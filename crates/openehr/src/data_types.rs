//! OpenEHR RM data value types.
//!
//! This module provides wire representations of the openEHR Reference Model (RM) data values
//! the clinic reads and writes, together with total extractors from untyped JSON.
//!
//! Key types:
//! - [`DataValue`]: tagged union of the value shapes that appear in vitals observations.
//! - [`DvQuantity`], [`DvProportion`], [`DvCodedText`]: the individual RM value types.
//! - [`ArchetypeId`]: parsed and validated openEHR archetype identifier.
//!
//! Every `from_json` constructor returns `Option`: a value that is present and well-typed
//! yields `Some`, anything else (missing keys, strings where numbers belong, an unexpected
//! `_type`) yields `None`. Callers never see a type error for clinical data that is simply
//! shaped differently.

use serde::{Deserialize, Deserializer, Serialize, Serializer};
use serde_json::Value;
use std::fmt;

use crate::OpenEhrError;

/// RM `DV_QUANTITY`: a magnitude with UCUM units.
#[derive(Clone, Debug, PartialEq, Serialize, Deserialize)]
pub struct DvQuantity {
    pub magnitude: f64,
    #[serde(default)]
    pub units: String,
    #[serde(default, skip_serializing_if = "Option::is_none")]
    pub precision: Option<i64>,
}

impl DvQuantity {
    pub fn new(magnitude: f64, units: impl Into<String>) -> Self {
        Self {
            magnitude,
            units: units.into(),
            precision: None,
        }
    }

    /// Extracts a quantity from JSON.
    ///
    /// Requires a numeric `magnitude`. Missing `units` are read as an empty string.
    pub fn from_json(value: &Value) -> Option<Self> {
        let magnitude = value.get("magnitude")?.as_f64()?;
        if !magnitude.is_finite() {
            return None;
        }
        let units = value
            .get("units")
            .and_then(Value::as_str)
            .unwrap_or_default()
            .to_string();
        let precision = value.get("precision").and_then(Value::as_i64);
        Some(Self {
            magnitude,
            units,
            precision,
        })
    }
}

/// RM `DV_PROPORTION`: a ratio.
///
/// The denominator is whatever the recording system stored. A saturation of 19/20 is 95 %,
/// exactly like 95/100.
#[derive(Clone, Debug, PartialEq, Serialize, Deserialize)]
pub struct DvProportion {
    pub numerator: f64,
    pub denominator: f64,
    #[serde(rename = "type", default, skip_serializing_if = "Option::is_none")]
    pub proportion_type: Option<i64>,
}

/// `PROPORTION_KIND` code for a percentage.
pub const PROPORTION_KIND_PERCENT: i64 = 2;

impl DvProportion {
    pub fn new(numerator: f64, denominator: f64) -> Self {
        Self {
            numerator,
            denominator,
            proportion_type: None,
        }
    }

    /// Extracts a proportion from JSON. Both `numerator` and `denominator` must be numbers.
    pub fn from_json(value: &Value) -> Option<Self> {
        let numerator = value.get("numerator")?.as_f64()?;
        let denominator = value.get("denominator")?.as_f64()?;
        if !numerator.is_finite() || !denominator.is_finite() {
            return None;
        }
        Some(Self {
            numerator,
            denominator,
            proportion_type: value.get("type").and_then(Value::as_i64),
        })
    }

    /// Ratio expressed as a percentage. `None` when the denominator is zero.
    pub fn percentage(&self) -> Option<f64> {
        if self.denominator == 0.0 {
            return None;
        }
        Some(self.numerator * 100.0 / self.denominator)
    }
}

/// RM `DV_CODED_TEXT`, reduced to the display value and its defining code.
#[derive(Clone, Debug, PartialEq, Eq, Serialize, Deserialize)]
pub struct DvCodedText {
    pub value: String,
    #[serde(default, skip_serializing_if = "Option::is_none")]
    pub code_string: Option<String>,
    #[serde(default, skip_serializing_if = "Option::is_none")]
    pub terminology: Option<String>,
}

impl DvCodedText {
    /// Extracts a coded text from JSON. Only the display `value` is required.
    pub fn from_json(value: &Value) -> Option<Self> {
        let text = value.get("value")?.as_str()?.to_string();
        let defining_code = value.get("defining_code");
        Some(Self {
            value: text,
            code_string: defining_code
                .and_then(|c| c.get("code_string"))
                .and_then(Value::as_str)
                .map(str::to_string),
            terminology: defining_code
                .and_then(|c| c.get("terminology_id"))
                .and_then(|t| t.get("value"))
                .and_then(Value::as_str)
                .map(str::to_string),
        })
    }
}

/// The value shapes an observation element may carry.
#[derive(Clone, Debug, PartialEq)]
pub enum DataValue {
    Quantity(DvQuantity),
    Proportion(DvProportion),
    CodedText(DvCodedText),
    Text(String),
}

impl DataValue {
    /// Classifies an element `value` node.
    ///
    /// The RM `_type` tag is authoritative when present. Without it the shape is inferred from
    /// the keys, quantity first.
    pub fn from_json(value: &Value) -> Option<Self> {
        match value.get("_type").and_then(Value::as_str) {
            Some("DV_QUANTITY") => DvQuantity::from_json(value).map(Self::Quantity),
            Some("DV_PROPORTION") => DvProportion::from_json(value).map(Self::Proportion),
            Some("DV_CODED_TEXT") => DvCodedText::from_json(value).map(Self::CodedText),
            Some("DV_TEXT") => Self::text_from_json(value),
            Some(_) => None,
            None => DvQuantity::from_json(value)
                .map(Self::Quantity)
                .or_else(|| DvProportion::from_json(value).map(Self::Proportion))
                .or_else(|| {
                    value
                        .get("defining_code")
                        .and_then(|_| DvCodedText::from_json(value))
                        .map(Self::CodedText)
                })
                .or_else(|| Self::text_from_json(value)),
        }
    }

    fn text_from_json(value: &Value) -> Option<Self> {
        value
            .get("value")
            .and_then(Value::as_str)
            .map(|s| Self::Text(s.to_string()))
    }

    pub fn as_quantity(&self) -> Option<&DvQuantity> {
        match self {
            Self::Quantity(q) => Some(q),
            _ => None,
        }
    }

    pub fn as_proportion(&self) -> Option<&DvProportion> {
        match self {
            Self::Proportion(p) => Some(p),
            _ => None,
        }
    }

    /// Display text of a coded or plain text value.
    pub fn as_text(&self) -> Option<&str> {
        match self {
            Self::CodedText(c) => Some(&c.value),
            Self::Text(t) => Some(t),
            _ => None,
        }
    }
}

/// Parsed and validated representation of an openEHR archetype identifier.
///
/// # Canonical Form
///
/// `<authority>-<rm_package>-<RM_CLASS>.<concept>.v<version>`
///
/// Example: `openEHR-EHR-OBSERVATION.blood_pressure.v2`
///
/// Archetype ids appear in AQL predicates (`c/content[openEHR-EHR-OBSERVATION.pulse.v2]`), so
/// parsing them up front keeps malformed ids out of query text.
///
/// ```rust
/// # use openehr::data_types::ArchetypeId;
/// let id = ArchetypeId::parse("openEHR-EHR-OBSERVATION.blood_pressure.v2")?;
/// assert!(id.is_observation());
/// assert_eq!(id.to_string(), "openEHR-EHR-OBSERVATION.blood_pressure.v2");
/// # Ok::<(), openehr::OpenEhrError>(())
/// ```
#[derive(Debug, Clone, PartialEq, Eq, Hash)]
pub struct ArchetypeId {
    /// Archetype authority (e.g. "openEHR")
    pub authority: String,

    /// Reference Model package (e.g. "EHR")
    pub rm_package: String,

    /// Reference Model class (e.g. "OBSERVATION", "COMPOSITION")
    pub rm_class: String,

    /// Archetype concept, including any specialisation suffix (e.g. "blood_pressure")
    pub concept: String,

    /// Archetype major version (e.g. 2)
    pub version: u32,
}

const RM_CLASSES: &[&str] = &[
    "COMPOSITION",
    "SECTION",
    "OBSERVATION",
    "EVALUATION",
    "INSTRUCTION",
    "ACTION",
    "ADMIN_ENTRY",
    "CLUSTER",
    "ELEMENT",
];

impl ArchetypeId {
    fn validate_components(
        authority: &str,
        rm_package: &str,
        rm_class: &str,
        concept: &str,
        version: u32,
    ) -> Result<(), OpenEhrError> {
        if authority.is_empty() || !authority.chars().all(|c| c.is_ascii_alphanumeric()) {
            return Err(OpenEhrError::InvalidArchetypeId(format!(
                "authority must be alphanumeric, got '{}'",
                authority
            )));
        }

        if rm_package != "EHR" {
            return Err(OpenEhrError::InvalidArchetypeId(format!(
                "rm_package must be 'EHR', got '{}'",
                rm_package
            )));
        }

        if !RM_CLASSES.contains(&rm_class) {
            return Err(OpenEhrError::InvalidArchetypeId(format!(
                "unsupported rm_class '{}'",
                rm_class
            )));
        }

        let concept_ok = !concept.is_empty()
            && concept
                .chars()
                .all(|c| c.is_ascii_alphanumeric() || matches!(c, '_' | '-'));
        if !concept_ok {
            return Err(OpenEhrError::InvalidArchetypeId(format!(
                "concept contains invalid characters: '{}'",
                concept
            )));
        }

        if version == 0 {
            return Err(OpenEhrError::InvalidArchetypeId(
                "version must be at least 1".into(),
            ));
        }

        Ok(())
    }

    /// Creates a new `ArchetypeId` from individual components with validation.
    ///
    /// # Errors
    ///
    /// Returns [`OpenEhrError::InvalidArchetypeId`] if any component fails validation.
    pub fn new(
        authority: &str,
        rm_package: &str,
        rm_class: &str,
        concept: &str,
        version: u32,
    ) -> Result<Self, OpenEhrError> {
        Self::validate_components(authority, rm_package, rm_class, concept, version)?;

        Ok(Self {
            authority: authority.to_string(),
            rm_package: rm_package.to_string(),
            rm_class: rm_class.to_string(),
            concept: concept.to_string(),
            version,
        })
    }

    /// Parses and validates an archetype identifier string.
    ///
    /// # Errors
    ///
    /// Returns [`OpenEhrError::InvalidArchetypeId`] if the string is not in canonical form or
    /// a component fails validation.
    pub fn parse(raw: &str) -> Result<Self, OpenEhrError> {
        let (authority, rest) = raw
            .split_once('-')
            .ok_or_else(|| OpenEhrError::InvalidArchetypeId(raw.to_string()))?;

        let (rm_package, remainder) = rest
            .split_once('-')
            .ok_or_else(|| OpenEhrError::InvalidArchetypeId(raw.to_string()))?;

        let (rm_class, remainder) = remainder
            .split_once('.')
            .ok_or_else(|| OpenEhrError::InvalidArchetypeId(raw.to_string()))?;

        let (concept, version_part) = remainder
            .rsplit_once(".v")
            .ok_or_else(|| OpenEhrError::InvalidArchetypeId(raw.to_string()))?;

        let version = version_part
            .parse::<u32>()
            .map_err(|_| OpenEhrError::InvalidArchetypeId(raw.to_string()))?;

        Self::new(authority, rm_package, rm_class, concept, version)
    }

    pub fn is_composition(&self) -> bool {
        self.rm_class == "COMPOSITION"
    }

    pub fn is_observation(&self) -> bool {
        self.rm_class == "OBSERVATION"
    }
}

impl fmt::Display for ArchetypeId {
    fn fmt(&self, f: &mut fmt::Formatter<'_>) -> fmt::Result {
        write!(
            f,
            "{}-{}-{}.{}.v{}",
            self.authority, self.rm_package, self.rm_class, self.concept, self.version
        )
    }
}

impl Serialize for ArchetypeId {
    fn serialize<S>(&self, serializer: S) -> Result<S::Ok, S::Error>
    where
        S: Serializer,
    {
        serializer.serialize_str(&self.to_string())
    }
}

impl<'de> Deserialize<'de> for ArchetypeId {
    fn deserialize<D>(deserializer: D) -> Result<Self, D::Error>
    where
        D: Deserializer<'de>,
    {
        let s = String::deserialize(deserializer)?;
        Self::parse(&s).map_err(serde::de::Error::custom)
    }
}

• TRY IT: Search the entries for "units" and copy out each line that has it.

• FINISHED EXERCISE:
/// RM `DV_QUANTITY`: a magnitude with UCUM units.
    pub units: String,
    pub fn new(magnitude: f64, units: impl Into<String>) -> Self {
            units: units.into(),
    /// Requires a numeric `magnitude`. Missing `units` are read as an empty string.
        let units = value
            .get("units")
            units,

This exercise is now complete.